* _TASK DETAILS_
The data that follows should be copied out exactly.

(Excerpts from a dataset)

Start of Block

//! Per-timepoint clouds of a time series dataset.
//!
//! Every timepoint gets its own cloud, built once per rebuild and centered on
//! its own centroid. Changing the active timepoint only flips visibility.

use std::collections::BTreeMap;
use std::sync::Arc;

use crate::renderer::{CloudSlot, PointCloudBuilder, Scene};
use crate::state::VisualizerOptions;
use crate::store::SampleList;

/// Split samples by timepoint, keeping their relative order within each group
pub fn group_by_time(samples: &SampleList) -> BTreeMap<u32, SampleList> {
    let mut groups: BTreeMap<u32, Vec<_>> = BTreeMap::new();
    for sample in samples.iter() {
        groups
            .entry(sample.timepoint())
            .or_default()
            .push(Arc::clone(sample));
    }
    groups
        .into_iter()
        .map(|(t, group)| (t, SampleList::from(group)))
        .collect()
}

#[derive(Debug, Default)]
pub struct TimeSliceIndex {
    slices: BTreeMap<u32, CloudSlot>,
    active: u32,
}

impl TimeSliceIndex {
    pub fn new() -> Self {
        Self::default()
    }

    /// Replace every slice with clouds built from `samples`; only the group
    /// at `options.current_timepoint` is visible afterwards
    pub fn rebuild(
        &mut self,
        scene: &mut Scene,
        builder: &PointCloudBuilder,
        samples: &SampleList,
        options: &VisualizerOptions,
    ) {
        self.clear(scene);
        self.active = options.current_timepoint;

        for (t, group) in group_by_time(samples) {
            if let Some(cloud) = builder.build(&group, options) {
                let slot = CloudSlot::place(scene, cloud, t == self.active);
                self.slices.insert(t, slot);
            }
        }
        log::debug!(
            "Built {} time slices, active timepoint {}",
            self.slices.len(),
            self.active
        );
    }

    /// Show the slice at `t` and hide the others. An unknown timepoint hides everything.
    pub fn set_active(&mut self, scene: &mut Scene, t: u32) {
        self.active = t;
        for (&time, slot) in &self.slices {
            scene.set_visible(slot.node, time == t);
        }
    }

    pub fn active_slot(&self) -> Option<&CloudSlot> {
        self.slices.get(&self.active)
    }

    pub fn slot(&self, t: u32) -> Option<&CloudSlot> {
        self.slices.get(&t)
    }

    pub fn len(&self) -> usize {
        self.slices.len()
    }

    pub fn is_empty(&self) -> bool {
        self.slices.is_empty()
    }

    /// Remove every slice from the scene
    pub fn clear(&mut self, scene: &mut Scene) {
        for (_, slot) in std::mem::take(&mut self.slices) {
            scene.remove(slot.node);
        }
    }
}

#[cfg(test)]
mod tests {
    use super::*;
    use crate::config::ViewerConfig;
    use mitospace_shared::Sample;

    fn samples(times: &[Option<u32>]) -> SampleList {
        times
            .iter()
            .enumerate()
            .map(|(i, &t)| {
                let mut sample = Sample::at(i.to_string(), i as f32, 0.0, 0.0);
                sample.t = t;
                Arc::new(sample)
            })
            .collect()
    }

    #[test]
    fn grouping_is_stable_and_treats_missing_time_as_zero() {
        let list = samples(&[Some(1), None, Some(0), Some(1)]);
        let groups = group_by_time(&list);
        let ids = |t: u32| groups[&t].iter().map(|s| s.id.clone()).collect::<Vec<_>>();
        assert_eq!(ids(0), vec!["1", "2"]);
        assert_eq!(ids(1), vec!["0", "3"]);
    }

    #[test]
    fn switching_only_changes_visibility() {
        let mut scene = Scene::new();
        let builder = PointCloudBuilder::new(&ViewerConfig::default());
        let mut index = TimeSliceIndex::new();
        index.rebuild(
            &mut scene,
            &builder,
            &samples(&[Some(0), Some(0), Some(1)]),
            &VisualizerOptions::default(),
        );

        assert_eq!(index.len(), 2);
        let t0 = index.slot(0).unwrap().clone();
        let t1 = index.slot(1).unwrap().clone();
        assert_eq!(scene.is_visible(t0.node), Some(true));
        assert_eq!(scene.is_visible(t1.node), Some(false));

        index.set_active(&mut scene, 1);
        assert_eq!(scene.is_visible(t0.node), Some(false));
        assert_eq!(scene.is_visible(t1.node), Some(true));
        assert!(Arc::ptr_eq(&index.active_slot().unwrap().cloud, &t1.cloud));

        index.set_active(&mut scene, 7);
        assert!(index.active_slot().is_none());
        assert_eq!(scene.is_visible(t1.node), Some(false));
    }

    #[test]
    fn rebuild_replaces_previous_slices() {
        let mut scene = Scene::new();
        let builder = PointCloudBuilder::new(&ViewerConfig::default());
        let mut index = TimeSliceIndex::new();
        let list = samples(&[Some(0), Some(1), Some(2)]);
        for _ in 0..3 {
            index.rebuild(&mut scene, &builder, &list, &VisualizerOptions::default());
        }
        assert_eq!(scene.cloud_count(), 3);

        index.clear(&mut scene);
        assert!(index.is_empty());
        assert!(scene.is_empty());
    }
}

End of Block

* _TASK OUTPUT_
//! Per-timepoint clouds of a time series dataset.
//!
//! Every timepoint gets its own cloud, built once per rebuild and centered on
//! its own centroid. Changing the active timepoint only flips visibility.

use std::collections::BTreeMap;
use std::sync::Arc;

use crate::renderer::{CloudSlot, PointCloudBuilder, Scene};
use crate::state::VisualizerOptions;
use crate::store::SampleList;

/// Split samples by timepoint, keeping their relative order within each group
pub fn group_by_time(samples: &SampleList) -> BTreeMap<u32, SampleList> {
    let mut groups: BTreeMap<u32, Vec<_>> = BTreeMap::new();
    for sample in samples.iter() {
        groups
            .entry(sample.timepoint())
            .or_default()
            .push(Arc::clone(sample));
    }
    groups
        .into_iter()
        .map(|(t, group)| (t, SampleList::from(group)))
        .collect()
}

#[derive(Debug, Default)]
pub struct TimeSliceIndex {
    slices: BTreeMap<u32, CloudSlot>,
    active: u32,
}

impl TimeSliceIndex {
    pub fn new() -> Self {
        Self::default()
    }

    /// Replace every slice with clouds built from `samples`; only the group
    /// at `options.current_timepoint` is visible afterwards
    pub fn rebuild(
        &mut self,
        scene: &mut Scene,
        builder: &PointCloudBuilder,
        samples: &SampleList,
        options: &VisualizerOptions,
    ) {
        self.clear(scene);
        self.active = options.current_timepoint;

        for (t, group) in group_by_time(samples) {
            if let Some(cloud) = builder.build(&group, options) {
                let slot = CloudSlot::place(scene, cloud, t == self.active);
                self.slices.insert(t, slot);
            }
        }
        log::debug!(
            "Built {} time slices, active timepoint {}",
            self.slices.len(),
            self.active
        );
    }

    /// Show the slice at `t` and hide the others. An unknown timepoint hides everything.
    pub fn set_active(&mut self, scene: &mut Scene, t: u32) {
        self.active = t;
        for (&time, slot) in &self.slices {
            scene.set_visible(slot.node, time == t);
        }
    }

    pub fn active_slot(&self) -> Option<&CloudSlot> {
        self.slices.get(&self.active)
    }

    pub fn slot(&self, t: u32) -> Option<&CloudSlot> {
        self.slices.get(&t)
    }

    pub fn len(&self) -> usize {
        self.slices.len()
    }

    pub fn is_empty(&self) -> bool {
        self.slices.is_empty()
    }

    /// Remove every slice from the scene
    pub fn clear(&mut self, scene: &mut Scene) {
        for (_, slot) in std::mem::take(&mut self.slices) {
            scene.remove(slot.node);
        }
    }
}

#[cfg(test)]
mod tests {
    use super::*;
    use crate::config::ViewerConfig;
    use mitospace_shared::Sample;

    fn samples(times: &[Option<u32>]) -> SampleList {
        times
            .iter()
            .enumerate()
            .map(|(i, &t)| {
                let mut sample = Sample::at(i.to_string(), i as f32, 0.0, 0.0);
                sample.t = t;
                Arc::new(sample)
            })
            .collect()
    }

    #[test]
    fn grouping_is_stable_and_treats_missing_time_as_zero() {
        let list = samples(&[Some(1), None, Some(0), Some(1)]);
        let groups = group_by_time(&list);
        let ids = |t: u32| groups[&t].iter().map(|s| s.id.clone()).collect::<Vec<_>>();
        assert_eq!(ids(0), vec!["1", "2"]);
        assert_eq!(ids(1), vec!["0", "3"]);
    }

    #[test]
    fn switching_only_changes_visibility() {
        let mut scene = Scene::new();
        let builder = PointCloudBuilder::new(&ViewerConfig::default());
        let mut index = TimeSliceIndex::new();
        index.rebuild(
            &mut scene,
            &builder,
            &samples(&[Some(0), Some(0), Some(1)]),
            &VisualizerOptions::default(),
        );

        assert_eq!(index.len(), 2);
        let t0 = index.slot(0).unwrap().clone();
        let t1 = index.slot(1).unwrap().clone();
        assert_eq!(scene.is_visible(t0.node), Some(true));
        assert_eq!(scene.is_visible(t1.node), Some(false));

        index.set_active(&mut scene, 1);
        assert_eq!(scene.is_visible(t0.node), Some(false));
        assert_eq!(scene.is_visible(t1.node), Some(true));
        assert!(Arc::ptr_eq(&index.active_slot().unwrap().cloud, &t1.cloud));

        index.set_active(&mut scene, 7);
        assert!(index.active_slot().is_none());
        assert_eq!(scene.is_visible(t1.node), Some(false));
    }

    #[test]
    fn rebuild_replaces_previous_slices() {
        let mut scene = Scene::new();
        let builder = PointCloudBuilder::new(&ViewerConfig::default());
        let mut index = TimeSliceIndex::new();
        let list = samples(&[Some(0), Some(1), Some(2)]);
        for _ in 0..3 {
            index.rebuild(&mut scene, &builder, &list, &VisualizerOptions::default());
        }
        assert_eq!(scene.cloud_count(), 3);

        index.clear(&mut scene);
        assert!(index.is_empty());
        assert!(scene.is_empty());
    }
}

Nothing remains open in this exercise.